** Opening Provided records block **

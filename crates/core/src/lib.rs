//! Agronomic Decision Engine Core Library
//!
//! Pure calculation engines behind a farm, forest and weather dashboard:
//!
//! - **Planting advice**: daily min/max temperatures are turned into heating,
//!   cooling and growing degree-days; the running GDD total is compared with a
//!   crop-specific threshold to find a favorable planting window, and a chosen
//!   date is checked against it.
//! - **Tree carbon**: an allometric power law converts trunk diameter, height
//!   and wood density into above-ground biomass and CO2-equivalent.
//!
//! Every engine function is synchronous, allocation-light and free of shared
//! state. Raw provider payloads and form strings are validated once at the
//! boundary ([`WeatherSeries`], [`TreeMeasurement::parse`]); past that point
//! nothing fails.
//!
//! ```
//! use agro_engine_core::{advise_planting, CropThresholdTable, WeatherSeries};
//!
//! let series = WeatherSeries::from_daily_arrays(
//!     &["2024-03-01", "2024-03-02"],
//!     &[Some(31.0), Some(33.0)],
//!     &[Some(19.0), Some(21.0)],
//! )
//! .unwrap();
//! let candidate = series.days()[1].date;
//!
//! let advice = advise_planting(series.days(), "maize", &CropThresholdTable::default(), candidate);
//! assert_eq!(advice.records.len(), 2);
//! assert!(advice.window.is_none()); // 15 + 17 GDD is far below 200
//! ```

// Units, input records and boundary validation
pub mod core_types;
pub mod error;

// Engines
pub mod agronomy;
pub mod forestry;

// Re-export core types
pub use core_types::{
    Celsius, Centimeters, DailyTemperature, DegreeDays, GramsPerCubicCentimeter, Kilograms,
    Meters, Tonnes, TreeMeasurement, WeatherSeries,
};
pub use error::{InputError, InputResult};

// Re-export engines
pub use agronomy::{
    accumulate_degree_days, advise_planting, is_favorable, summarize, CropThresholdTable,
    DegreeDayBases, DegreeDayRecord, DegreeDaySummary, PlantingAdvice, PlantingWindow,
    PlantingWindowResolver,
};
pub use forestry::{
    estimate_biomass, estimate_biomass_batch, AllometricCoefficients, BiomassEstimate,
};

** Closing Provided records block **

Exercise requirements: Restate exactly each line of the data from the one bearing "pub mod agronomy;" to the end, and add nothing.

Written reply:
pub mod agronomy;
pub mod forestry;

// Re-export core types
pub use core_types::{
    Celsius, Centimeters, DailyTemperature, DegreeDays, GramsPerCubicCentimeter, Kilograms,
    Meters, Tonnes, TreeMeasurement, WeatherSeries,
};
pub use error::{InputError, InputResult};

// Re-export engines
pub use agronomy::{
    accumulate_degree_days, advise_planting, is_favorable, summarize, CropThresholdTable,
    DegreeDayBases, DegreeDayRecord, DegreeDaySummary, PlantingAdvice, PlantingWindow,
    PlantingWindowResolver,
};
pub use forestry::{
    estimate_biomass, estimate_biomass_batch, AllometricCoefficients, BiomassEstimate,
};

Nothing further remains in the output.